**Task objective**
When the string "struct" is part of a line below, that line should be copied.

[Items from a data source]
===
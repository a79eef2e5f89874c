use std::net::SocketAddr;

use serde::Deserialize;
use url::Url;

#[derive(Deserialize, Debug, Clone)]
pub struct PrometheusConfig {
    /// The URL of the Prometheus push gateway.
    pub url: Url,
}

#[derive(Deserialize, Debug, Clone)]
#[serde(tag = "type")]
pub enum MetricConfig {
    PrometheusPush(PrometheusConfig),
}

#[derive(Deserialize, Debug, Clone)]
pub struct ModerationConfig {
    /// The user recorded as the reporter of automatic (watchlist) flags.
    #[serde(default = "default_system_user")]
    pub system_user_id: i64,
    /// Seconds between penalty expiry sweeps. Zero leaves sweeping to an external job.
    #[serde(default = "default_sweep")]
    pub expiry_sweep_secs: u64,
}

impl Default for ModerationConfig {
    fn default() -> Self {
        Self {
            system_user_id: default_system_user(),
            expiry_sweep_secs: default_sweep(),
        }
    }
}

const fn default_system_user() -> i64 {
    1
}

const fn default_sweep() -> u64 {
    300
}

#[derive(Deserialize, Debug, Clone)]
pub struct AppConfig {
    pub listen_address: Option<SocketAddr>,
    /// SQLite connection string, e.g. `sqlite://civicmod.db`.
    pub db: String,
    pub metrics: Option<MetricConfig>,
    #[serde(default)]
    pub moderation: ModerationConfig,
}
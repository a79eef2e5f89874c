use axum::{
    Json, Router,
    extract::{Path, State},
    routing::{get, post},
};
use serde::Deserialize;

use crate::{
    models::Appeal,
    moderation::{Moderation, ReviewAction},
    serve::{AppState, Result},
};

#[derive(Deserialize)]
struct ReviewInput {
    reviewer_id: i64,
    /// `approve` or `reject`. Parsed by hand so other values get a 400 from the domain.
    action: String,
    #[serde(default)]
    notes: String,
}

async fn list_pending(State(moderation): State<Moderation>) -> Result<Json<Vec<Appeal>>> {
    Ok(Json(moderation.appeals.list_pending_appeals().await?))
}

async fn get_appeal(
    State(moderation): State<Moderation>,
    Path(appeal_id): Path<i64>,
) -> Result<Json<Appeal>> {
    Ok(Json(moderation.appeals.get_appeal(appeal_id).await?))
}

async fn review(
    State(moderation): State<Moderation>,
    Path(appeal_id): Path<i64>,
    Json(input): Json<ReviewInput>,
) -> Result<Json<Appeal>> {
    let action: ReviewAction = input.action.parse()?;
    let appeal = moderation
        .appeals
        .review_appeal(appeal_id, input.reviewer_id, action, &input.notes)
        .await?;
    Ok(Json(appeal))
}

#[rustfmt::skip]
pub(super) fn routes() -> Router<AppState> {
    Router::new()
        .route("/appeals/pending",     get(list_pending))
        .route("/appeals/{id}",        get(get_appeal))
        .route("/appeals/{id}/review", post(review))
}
===
**Written response**
pub struct PrometheusConfig {
pub struct ModerationConfig {
pub struct AppConfig {
struct ReviewInput {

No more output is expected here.